About this task:
Scan the records for the word "JoinHandle". Return each line where it is found.

[Stored items]
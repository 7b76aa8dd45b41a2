#![cfg_attr(
    test,
    allow(
        clippy::unwrap_used,
        clippy::expect_used,
        clippy::float_cmp,
        clippy::significant_drop_tightening,
        clippy::too_many_lines,
        clippy::needless_pass_by_value,
        clippy::items_after_statements
    )
)]

//! Pi Monitor - Live Telemetry Stream
//!
//! An HTTP service that samples a Raspberry Pi's temperature, clock, core
//! voltage and memory use once per interval and pushes every reading to all
//! connected browsers over Server-Sent Events, together with a live count of
//! how many people are watching.
//!
//! # Layers (inside → outside)
//!
//! - **Domain**: Metric kinds, raw output formatting and the event type
//!   - `metric`: `MetricKind` and its formatting rules
//!   - `event`: The `(kind, payload)` pair delivered to viewers
//!
//! - **Application**: Use cases and port definitions
//!   - `ports`: `MetricSource`, the seam to the host's tools
//!   - `services`: Periodic producers, one per metric
//!
//! - **Infrastructure**: Adapters and external integrations
//!   - `broker`: Fan-out from producers to sessions
//!   - `source`: `vcgencmd` / `free` command runner
//!   - `http`: SSE sessions, static front-end, router and server
//!   - `health`: Health, readiness and Prometheus endpoints
//!   - `config`, `metrics`, `telemetry`: Ambient setup
//!
//! # Data Flow
//!
//! ```text
//! vcgencmd ──┐
//!            │   ┌───────────┐     ┌──────────┐     ┌──────────┐
//! free ──────┼──►│ Producers │────►│  Broker  │────►│ Sessions │──► Browser 1
//!            │   └───────────┘     └──────────┘     │  (SSE)   │──► Browser 2
//! viewers ───┘         ▲                 │          └──────────┘──► Browser N
//!                      └─────count───────┘
//! ```

#![forbid(unsafe_code)]
#![warn(missing_docs)]
#![warn(clippy::pedantic)]

// =============================================================================
// Module Declarations
// =============================================================================

/// Domain layer - Metric and event types with no I/O.
pub mod domain;

/// Application layer - Use cases and port definitions.
pub mod application;

/// Infrastructure layer - Adapters and external integrations.
pub mod infrastructure;

// =============================================================================
// Re-exports
// =============================================================================

// Domain types
pub use domain::event::Event;
pub use domain::metric::{FormatError, MetricKind};

// Ports and services
pub use application::ports::{MetricSource, SourceError};
pub use application::services::{MetricProducer, ProducerConfig, ProducerSet, ProducerState};

// Infrastructure config
pub use infrastructure::config::{
    BrokerSettings, ConfigError, MonitorConfig, ProducerSettings, ServerSettings,
};

// Broker
pub use infrastructure::broker::{
    BrokerConfig, BrokerError, BrokerStats, EventBroker, SharedBroker, Subscription,
};

// Metric source
pub use infrastructure::source::{CommandSource, CommandSourceConfig};

// HTTP server
pub use infrastructure::http::{AppState, HttpServer, ServerError, router};

// Metrics
pub use infrastructure::metrics::init_metrics;

// Telemetry
pub use infrastructure::telemetry::{TelemetryConfig, TelemetryGuard, init as init_telemetry};
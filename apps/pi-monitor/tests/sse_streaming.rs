//! SSE Streaming Integration Tests
//!
//! Runs producers, broker and HTTP server on a real socket and reads the
//! `/status` stream with an HTTP client.

#![allow(clippy::unwrap_used, clippy::expect_used)]

use std::collections::HashMap;
use std::net::SocketAddr;
use std::sync::Arc;
use std::time::Duration;

use async_trait::async_trait;
use futures::StreamExt;
use futures::stream::BoxStream;
use tokio::net::TcpListener;
use tokio::task::JoinHandle;
use tokio::time::timeout;
use tokio_util::sync::CancellationToken;

use pi_monitor::{
    AppState, EventBroker, HttpServer, MetricKind, MetricSource, ProducerConfig, ProducerSet,
    ServerError, SharedBroker, SourceError,
};

/// Canned `vcgencmd` / `free` output.
struct StubSource;

#[async_trait]
impl MetricSource for StubSource {
    async fn read(&self, kind: MetricKind) -> Result<String, SourceError> {
        let raw = match kind {
            MetricKind::Temp => "temp=42.8'C\n",
            MetricKind::Clock => "frequency(45)=1500000000\n",
            MetricKind::Volt => "volt=1.2000V\n",
            MetricKind::Mem => {
                "              total        used        free      shared  buff/cache   available\n\
                 Mem:          976Mi       312Mi       200Mi        12Mi       463Mi       596Mi\n\
                 Swap:          99Mi          0B        99Mi\n"
            }
            MetricKind::Observers => return Err(SourceError::NoCommand(kind)),
        };
        Ok(raw.to_string())
    }
}

struct Running {
    addr: SocketAddr,
    broker: SharedBroker,
    cancel: CancellationToken,
    producers: ProducerSet,
    server: JoinHandle<Result<(), ServerError>>,
}

async fn start() -> Running {
    let broker = Arc::new(EventBroker::with_defaults());
    let cancel = CancellationToken::new();
    let source: Arc<dyn MetricSource> = Arc::new(StubSource);

    let config = ProducerConfig {
        interval: Duration::from_millis(50),
        observers_eager: false,
    };
    let producers = ProducerSet::spawn(&source, &broker, config, &cancel);

    let state = Arc::new(AppState::new(
        "test-0.0.1".to_string(),
        Arc::clone(&broker),
        producers.states(),
        cancel.clone(),
    ));

    let listener = TcpListener::bind("127.0.0.1:0").await.unwrap();
    let addr = listener.local_addr().unwrap();
    let static_dir = std::env::temp_dir();
    let server = HttpServer::new(addr.to_string(), static_dir, state, cancel.clone());
    let server = tokio::spawn(server.serve(listener));

    Running {
        addr,
        broker,
        cancel,
        producers,
        server,
    }
}

type Body = BoxStream<'static, reqwest::Result<Vec<u8>>>;

/// Reads whole SSE frames (terminated by a blank line) from a response body.
struct FrameReader {
    body: Body,
    buffer: String,
}

impl FrameReader {
    async fn next_frame(&mut self) -> Option<String> {
        loop {
            if let Some(end) = self.buffer.find("\n\n") {
                let frame = self.buffer[..end + 2].to_string();
                self.buffer.drain(..end + 2);
                return Some(frame);
            }
            let chunk = self.body.next().await?.ok()?;
            self.buffer.push_str(std::str::from_utf8(&chunk).unwrap());
        }
    }
}

async fn connect(addr: SocketAddr) -> FrameReader {
    let response = reqwest::get(format!("http://{addr}/status")).await.unwrap();
    assert_eq!(response.status(), reqwest::StatusCode::OK);
    assert_eq!(response.headers()["content-type"], "text/event-stream");
    FrameReader {
        body: response.bytes_stream().map(|chunk| chunk.map(|b| b.to_vec())).boxed(),
        buffer: String::new(),
    }
}

fn parse(frame: &str) -> (String, String) {
    let mut lines = frame.trim_end_matches('\n').lines();
    let kind = lines.next().unwrap().strip_prefix("event: ").unwrap();
    let data = lines.next().unwrap().strip_prefix("data: ").unwrap();
    (kind.to_string(), data.to_string())
}

async fn wait_for_subscribers(broker: &SharedBroker, expected: usize) {
    timeout(Duration::from_secs(2), async {
        while broker.subscriber_count() != expected {
            tokio::time::sleep(Duration::from_millis(10)).await;
        }
    })
    .await
    .unwrap();
}

#[tokio::test]
async fn frames_match_wire_format() {
    let running = start().await;
    let mut reader = connect(running.addr).await;

    let frame = timeout(Duration::from_secs(2), async {
        loop {
            let frame = reader.next_frame().await.unwrap();
            if frame.starts_with("event: temp\n") {
                return frame;
            }
        }
    })
    .await
    .unwrap();
    assert_eq!(frame, "event: temp\ndata: 42.8 °C\n\n");

    running.cancel.cancel();
    running.producers.join().await;
    running.server.await.unwrap().unwrap();
}

#[tokio::test]
async fn remaining_client_keeps_receiving_after_other_disconnects() {
    let running = start().await;

    let mut leaving = connect(running.addr).await;
    let mut staying = connect(running.addr).await;
    wait_for_subscribers(&running.broker, 2).await;

    let first = timeout(Duration::from_secs(2), leaving.next_frame())
        .await
        .unwrap();
    assert!(first.is_some());
    drop(leaving);
    wait_for_subscribers(&running.broker, 1).await;

    let mut latest: HashMap<String, String> = HashMap::new();
    timeout(Duration::from_secs(3), async {
        while latest.len() < MetricKind::ALL.len() || latest["observers"] != "1 person here" {
            let frame = staying.next_frame().await.unwrap();
            let (kind, data) = parse(&frame);
            latest.insert(kind, data);
        }
    })
    .await
    .unwrap();

    assert_eq!(latest["temp"], "42.8 °C");
    assert_eq!(latest["clock"], "1.50 GHz");
    assert_eq!(latest["volt"], "1.2000 V");
    assert_eq!(latest["mem"], "312Mi / 976Mi");
    assert_eq!(latest["observers"], "1 person here");

    running.cancel.cancel();
    running.producers.join().await;
    running.server.await.unwrap().unwrap();
}

#[tokio::test]
async fn shutdown_closes_open_streams() {
    let running = start().await;
    let mut reader = connect(running.addr).await;
    wait_for_subscribers(&running.broker, 1).await;

    running.cancel.cancel();

    let ended = timeout(Duration::from_secs(3), async {
        while reader.next_frame().await.is_some() {}
    })
    .await;
    assert!(ended.is_ok());

    timeout(Duration::from_secs(3), running.server)
        .await
        .unwrap()
        .unwrap()
        .unwrap();
    running.producers.join().await;
    assert_eq!(running.broker.subscriber_count(), 0);
}
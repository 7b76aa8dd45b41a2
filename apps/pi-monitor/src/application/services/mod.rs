//! Application Services
//!
//! Services that orchestrate domain logic and coordinate between ports.
//!
//! - `MetricProducer`: samples one metric and publishes it on an interval
//! - `ProducerSet`: the fixed set of producers started at boot

mod producer;

pub use producer::{
    MetricProducer, ProducerConfig, ProducerSet, ProducerState, ProducerStatus, SampleError,
};
use std::fs;
use std::io::Read;
use std::path::{Path, PathBuf};
use std::sync::Arc;

use anyhow::{Context, Result, anyhow};
use clap::Parser;
use log::{error, info, warn, LevelFilter};
use simplelog::{Config, TermLogger, TerminalMode, ColorChoice};

use hdfs_shipper::cli::{Args, Commands, DestinationOpts, SourceOpts, TreeOpts};
use hdfs_shipper::cloud::memory::MemoryObjectStore;
use hdfs_shipper::cloud::s3::S3ObjectStore;
use hdfs_shipper::cloud::ObjectStore;
use hdfs_shipper::config::{load_config, ShipperConfig, SourceKind};
use hdfs_shipper::namespace::local::LocalNamespace;
use hdfs_shipper::namespace::webhdfs::WebHdfsNamespace;
use hdfs_shipper::namespace::Namespace;
use hdfs_shipper::naming::SystemClock;
use hdfs_shipper::transfer::{MissingDatePolicy, TransferPipeline};

fn main() -> Result<()> {
    // Parse arguments
    let args = Args::parse();

    // Initialize logging
    initialize_logging(args.verbose)?;

    match &args.command {
        Commands::InitConfig { path } => {
            info!("Creating default configuration file at {}", path.display());
            ShipperConfig::create_default_config_file(path)?;
            info!("Configuration created successfully");
            Ok(())
        },
        Commands::Transfer { tree, date_naming } => {
            let config = load_tree_config(args.config.as_deref(), tree, Some(*date_naming))?;
            run_tree(&config, tree, config.transfer.date_naming)
        },
        Commands::Migrate { tree } => {
            let config = load_tree_config(args.config.as_deref(), tree, None)?;
            run_tree(&config, tree, true)
        },
        Commands::PutString { dest_prefix, text, file, destination } => {
            let mut config = load_config(args.config.as_deref())?;
            apply_destination_overrides(&mut config, destination);
            let text = read_text(text.as_deref(), file.as_deref())?;
            run_put_string(&config, destination.dry_run, dest_prefix, &text)
        },
    }
}

/// Initialize logging with the specified verbosity level
fn initialize_logging(verbose: bool) -> Result<()> {
    let log_level = if verbose { LevelFilter::Debug } else { LevelFilter::Info };
    TermLogger::init(
        log_level,
        Config::default(),
        TerminalMode::Mixed,
        ColorChoice::Auto,
    ).context("Failed to initialize logger")?;
    Ok(())
}

/// Load configuration and apply the tree subcommand's flags on top
fn load_tree_config(config_path: Option<&Path>, tree: &TreeOpts, date_naming: Option<bool>) -> Result<ShipperConfig> {
    let mut config = load_config(config_path)?;

    apply_source_overrides(&mut config, &tree.source);
    apply_destination_overrides(&mut config, &tree.destination);

    if let Some(compress) = tree.compression() {
        config.transfer.compress = compress;
    }
    if date_naming == Some(true) {
        config.transfer.date_naming = true;
    }
    if tree.skip_missing_dates {
        config.transfer.missing_date = MissingDatePolicy::Skip;
    }

    config.validate()?;
    Ok(config)
}

fn apply_source_overrides(config: &mut ShipperConfig, opts: &SourceOpts) {
    if let Some(kind) = opts.source_kind {
        config.source.kind = kind.into();
    }
    if opts.webhdfs_url.is_some() {
        config.source.url = opts.webhdfs_url.clone();
    }
    if opts.hdfs_user.is_some() {
        config.source.user = opts.hdfs_user.clone();
    }
    if opts.source_root.is_some() {
        config.source.root = opts.source_root.clone();
    }
}

fn apply_destination_overrides(config: &mut ShipperConfig, opts: &DestinationOpts) {
    let overrides = [
        (&mut config.destination.bucket, &opts.bucket),
        (&mut config.destination.region, &opts.region),
        (&mut config.destination.profile, &opts.profile),
        (&mut config.destination.endpoint, &opts.endpoint),
        (&mut config.transfer.temp_dir, &opts.temp_dir),
    ];
    for (target, value) in overrides {
        if value.is_some() {
            *target = value.clone();
        }
    }
}

fn build_namespace(config: &ShipperConfig) -> Result<Box<dyn Namespace>> {
    match config.source.kind {
        SourceKind::Local => {
            let root = config.source.root.as_deref().unwrap_or("/");
            info!("Reading from local filesystem rooted at {}", root);
            Ok(Box::new(LocalNamespace::new(root)))
        },
        SourceKind::WebHdfs => {
            let url = config.source.url
                .as_deref()
                .ok_or_else(|| anyhow!("source.url is required for webhdfs"))?;
            info!("Reading from WebHDFS at {}", url);
            let namespace = WebHdfsNamespace::new(url, config.source.user.as_deref(), config.request_timeout())?;
            Ok(Box::new(namespace))
        }
    }
}

/// Real S3 store, or a memory store when `dry_run` is set
fn build_store(config: &ShipperConfig, dry_run: Option<&Arc<MemoryObjectStore>>) -> Result<Box<dyn ObjectStore>> {
    if let Some(memory) = dry_run {
        warn!("Dry run: objects are kept in memory and nothing is sent to S3");
        return Ok(Box::new(Arc::clone(memory)));
    }

    let store = S3ObjectStore::new(
        config.destination.region.as_deref(),
        config.destination.endpoint.as_deref(),
        config.destination.profile.as_deref(),
        config.request_timeout(),
    )?;
    Ok(Box::new(store))
}

fn require_bucket(config: &ShipperConfig) -> Result<String> {
    config.destination.bucket
        .clone()
        .ok_or_else(|| anyhow!("No bucket given; pass --bucket or set destination.bucket"))
}

fn prepare_temp_dir(config: &ShipperConfig) -> Result<PathBuf> {
    let temp_dir = config.temp_dir();
    fs::create_dir_all(&temp_dir)
        .context(format!("Failed to create temp directory {}", temp_dir.display()))?;
    Ok(temp_dir)
}

fn run_tree(config: &ShipperConfig, tree: &TreeOpts, date_naming: bool) -> Result<()> {
    let bucket = require_bucket(config)?;
    prepare_temp_dir(config)?;

    let dry_run = tree.destination.dry_run.then(|| Arc::new(MemoryObjectStore::new()));
    let pipeline = TransferPipeline::new(
        build_namespace(config)?,
        build_store(config, dry_run.as_ref())?,
        Arc::new(SystemClock),
        config.transfer_options(),
    );

    info!("Shipping {} to s3://{}/{} (compress: {}, date naming: {})",
          tree.source_prefix, bucket, tree.dest_prefix, config.transfer.compress, date_naming);

    let result = pipeline.transfer_tree(
        &tree.source_prefix,
        &tree.dest_prefix,
        &bucket,
        config.transfer.compress,
        date_naming,
    );

    if let Some(memory) = &dry_run {
        report_dry_run(memory, &bucket);
    }

    match result {
        Ok(count) => {
            info!("Transfer completed successfully: {} file(s) shipped", count);
            Ok(())
        },
        Err(e) => {
            error!("{} file(s) were uploaded before the failure and were left in place", e.completed);
            Err(e.into())
        }
    }
}

fn run_put_string(config: &ShipperConfig, dry_run: bool, dest_prefix: &str, text: &str) -> Result<()> {
    let bucket = require_bucket(config)?;
    prepare_temp_dir(config)?;

    let dry_run = dry_run.then(|| Arc::new(MemoryObjectStore::new()));
    let pipeline = TransferPipeline::new(
        LocalNamespace::default(),
        build_store(config, dry_run.as_ref())?,
        Arc::new(SystemClock),
        config.transfer_options(),
    );

    let key = pipeline.write_string_as_compressed_object(text, dest_prefix, &bucket)?;

    if let Some(memory) = &dry_run {
        report_dry_run(memory, &bucket);
    }
    info!("Uploaded text to s3://{}/{}", bucket, key);
    Ok(())
}

fn read_text(text: Option<&str>, file: Option<&Path>) -> Result<String> {
    match (text, file) {
        (Some(text), _) => Ok(text.to_string()),
        (None, Some(path)) => fs::read_to_string(path)
            .context(format!("Failed to read text from {}", path.display())),
        (None, None) => {
            let mut buffer = String::new();
            std::io::stdin()
                .read_to_string(&mut buffer)
                .context("Failed to read text from stdin")?;
            Ok(buffer)
        }
    }
}

fn report_dry_run(memory: &MemoryObjectStore, bucket: &str) {
    let keys = memory.keys(bucket);
    info!("Dry run would have uploaded {} object(s):", keys.len());
    for key in keys {
        let size = memory.get(bucket, &key).map(|body| body.len()).unwrap_or(0);
        info!("  s3://{}/{} ({} bytes)", bucket, key, size);
    }
}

Result of the task:
use tokio::task::JoinHandle;
    server: JoinHandle<Result<(), ServerError>>,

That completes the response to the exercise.